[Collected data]
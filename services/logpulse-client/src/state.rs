// services/logpulse-client/src/state.rs
//
// View state for the log list and the dashboard
// All changes go through `reduce`; completions carry the sequence number
// of the request that produced them

use serde::Serialize;

use svckit::filter::{contains_ignore_case, LogFilter};
use svckit::time_range::TimeRange;
use svckit::types::{LogEntry, LogLevel, Page};

use crate::dashboard::DashboardSnapshot;

/// Request bookkeeping for one view.
#[derive(Debug, Clone, Copy, Default, PartialEq, Eq, Serialize)]
pub struct Sequence {
    /// Highest sequence number issued for this view.
    pub issued: u64,
    /// Highest sequence number whose completion was applied.
    pub applied: u64,
}

impl Sequence {
    pub fn is_loading(&self) -> bool {
        self.issued > self.applied
    }

    fn issue(&mut self, seq: u64) {
        self.issued = self.issued.max(seq);
    }

    /// Records `seq` as applied unless something newer already was.
    fn accept(&mut self, seq: u64) -> bool {
        if seq < self.applied {
            return false;
        }
        self.applied = seq;
        self.issued = self.issued.max(seq);
        true
    }
}

#[derive(Debug, Clone, Default, PartialEq)]
pub struct ViewState {
    pub filter: LogFilter,
    pub time_range: TimeRange,
    pub logs: Option<Page<LogEntry>>,
    pub logs_error: Option<String>,
    pub logs_seq: Sequence,
    pub dashboard: Option<DashboardSnapshot>,
    pub dashboard_error: Option<String>,
    pub dashboard_seq: Sequence,
}

impl ViewState {
    pub fn new(filter: LogFilter, time_range: TimeRange) -> Self {
        Self {
            filter,
            time_range,
            ..Self::default()
        }
    }

    pub fn logs_loading(&self) -> bool {
        self.logs_seq.is_loading()
    }

    pub fn dashboard_loading(&self) -> bool {
        self.dashboard_seq.is_loading()
    }
}

#[derive(Debug, Clone, PartialEq)]
pub enum Action {
    SetFilter(LogFilter),
    SetPage(u32),
    SetTimeRange(TimeRange),
    LogsRequested { seq: u64 },
    LogsLoaded { seq: u64, page: Page<LogEntry> },
    LogsFailed { seq: u64, message: String },
    DashboardRequested { seq: u64 },
    DashboardLoaded { seq: u64, snapshot: DashboardSnapshot },
    DashboardFailed { seq: u64, message: String },
}

pub fn reduce(mut state: ViewState, action: Action) -> ViewState {
    match action {
        Action::SetFilter(filter) => state.filter = filter,
        Action::SetPage(page) => state.filter.page = Some(page),
        Action::SetTimeRange(range) => state.time_range = range,

        Action::LogsRequested { seq } => state.logs_seq.issue(seq),
        Action::LogsLoaded { seq, page } => {
            if state.logs_seq.accept(seq) {
                state.logs = Some(page);
                state.logs_error = None;
            }
        }
        Action::LogsFailed { seq, message } => {
            if state.logs_seq.accept(seq) {
                state.logs_error = Some(message);
            }
        }

        Action::DashboardRequested { seq } => state.dashboard_seq.issue(seq),
        Action::DashboardLoaded { seq, snapshot } => {
            if state.dashboard_seq.accept(seq) {
                state.dashboard = Some(snapshot);
                state.dashboard_error = None;
            }
        }
        Action::DashboardFailed { seq, message } => {
            if state.dashboard_seq.accept(seq) {
                state.dashboard_error = Some(message);
            }
        }
    }
    state
}

/// Client-side narrowing of fetched rows: free text against content or
/// source, plus optional exact level and source substring.
pub fn filter_entries<'a>(
    entries: &'a [LogEntry],
    query: &str,
    level: Option<LogLevel>,
    source: Option<&str>,
) -> Vec<&'a LogEntry> {
    entries
        .iter()
        .filter(|e| LogFilter::matches_text(e, query))
        .filter(|e| level.map_or(true, |l| e.log_level == l))
        .filter(|e| source.map_or(true, |s| contains_ignore_case(&e.source, s)))
        .collect()
}
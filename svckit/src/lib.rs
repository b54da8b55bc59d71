// svckit/src/lib.rs
//
// Shared domain model, query encoding and the in-memory log store
//

pub mod config;
pub mod errors;
pub mod filter;
pub mod metrics;
pub mod mock;
pub mod query_builder;
pub mod store;
pub mod time_range;
pub mod types;

pub use errors::{ApiError, StoreError};
pub use filter::{LogFilter, SortDir};
pub use query_builder::QueryBuilder;
pub use store::{AggregateQuery, LogRoute, LogStore};
pub use time_range::{TimeRange, TimeWindow};
pub use types::{DashboardField, DashboardStats, LogEntry, LogLevel, NewLogEntry, Page};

**TASK**.
Could you return all of the data exactly as written?

**RESULT FOR THIS TASK**.
filename services/logpulse-client/src/state.rs
// services/logpulse-client/src/state.rs
//
// View state for the log list and the dashboard
// All changes go through `reduce`; completions carry the sequence number
// of the request that produced them

use serde::Serialize;

use svckit::filter::{contains_ignore_case, LogFilter};
use svckit::time_range::TimeRange;
use svckit::types::{LogEntry, LogLevel, Page};

use crate::dashboard::DashboardSnapshot;

/// Request bookkeeping for one view.
#[derive(Debug, Clone, Copy, Default, PartialEq, Eq, Serialize)]
pub struct Sequence {
    /// Highest sequence number issued for this view.
    pub issued: u64,
    /// Highest sequence number whose completion was applied.
    pub applied: u64,
}

impl Sequence {
    pub fn is_loading(&self) -> bool {
        self.issued > self.applied
    }

    fn issue(&mut self, seq: u64) {
        self.issued = self.issued.max(seq);
    }

    /// Records `seq` as applied unless something newer already was.
    fn accept(&mut self, seq: u64) -> bool {
        if seq < self.applied {
            return false;
        }
        self.applied = seq;
        self.issued = self.issued.max(seq);
        true
    }
}

#[derive(Debug, Clone, Default, PartialEq)]
pub struct ViewState {
    pub filter: LogFilter,
    pub time_range: TimeRange,
    pub logs: Option<Page<LogEntry>>,
    pub logs_error: Option<String>,
    pub logs_seq: Sequence,
    pub dashboard: Option<DashboardSnapshot>,
    pub dashboard_error: Option<String>,
    pub dashboard_seq: Sequence,
}

impl ViewState {
    pub fn new(filter: LogFilter, time_range: TimeRange) -> Self {
        Self {
            filter,
            time_range,
            ..Self::default()
        }
    }

    pub fn logs_loading(&self) -> bool {
        self.logs_seq.is_loading()
    }

    pub fn dashboard_loading(&self) -> bool {
        self.dashboard_seq.is_loading()
    }
}

#[derive(Debug, Clone, PartialEq)]
pub enum Action {
    SetFilter(LogFilter),
    SetPage(u32),
    SetTimeRange(TimeRange),
    LogsRequested { seq: u64 },
    LogsLoaded { seq: u64, page: Page<LogEntry> },
    LogsFailed { seq: u64, message: String },
    DashboardRequested { seq: u64 },
    DashboardLoaded { seq: u64, snapshot: DashboardSnapshot },
    DashboardFailed { seq: u64, message: String },
}

pub fn reduce(mut state: ViewState, action: Action) -> ViewState {
    match action {
        Action::SetFilter(filter) => state.filter = filter,
        Action::SetPage(page) => state.filter.page = Some(page),
        Action::SetTimeRange(range) => state.time_range = range,

        Action::LogsRequested { seq } => state.logs_seq.issue(seq),
        Action::LogsLoaded { seq, page } => {
            if state.logs_seq.accept(seq) {
                state.logs = Some(page);
                state.logs_error = None;
            }
        }
        Action::LogsFailed { seq, message } => {
            if state.logs_seq.accept(seq) {
                state.logs_error = Some(message);
            }
        }

        Action::DashboardRequested { seq } => state.dashboard_seq.issue(seq),
        Action::DashboardLoaded { seq, snapshot } => {
            if state.dashboard_seq.accept(seq) {
                state.dashboard = Some(snapshot);
                state.dashboard_error = None;
            }
        }
        Action::DashboardFailed { seq, message } => {
            if state.dashboard_seq.accept(seq) {
                state.dashboard_error = Some(message);
            }
        }
    }
    state
}

/// Client-side narrowing of fetched rows: free text against content or
/// source, plus optional exact level and source substring.
pub fn filter_entries<'a>(
    entries: &'a [LogEntry],
    query: &str,
    level: Option<LogLevel>,
    source: Option<&str>,
) -> Vec<&'a LogEntry> {
    entries
        .iter()
        .filter(|e| LogFilter::matches_text(e, query))
        .filter(|e| level.map_or(true, |l| e.log_level == l))
        .filter(|e| source.map_or(true, |s| contains_ignore_case(&e.source, s)))
        .collect()
}
filename svckit/src/lib.rs
repository b54da8b55bc59d71
// svckit/src/lib.rs
//
// Shared domain model, query encoding and the in-memory log store
//

pub mod config;
pub mod errors;
pub mod filter;
pub mod metrics;
pub mod mock;
pub mod query_builder;
pub mod store;
pub mod time_range;
pub mod types;

pub use errors::{ApiError, StoreError};
pub use filter::{LogFilter, SortDir};
pub use query_builder::QueryBuilder;
pub use store::{AggregateQuery, LogRoute, LogStore};
pub use time_range::{TimeRange, TimeWindow};
pub use types::{DashboardField, DashboardStats, LogEntry, LogLevel, NewLogEntry, Page};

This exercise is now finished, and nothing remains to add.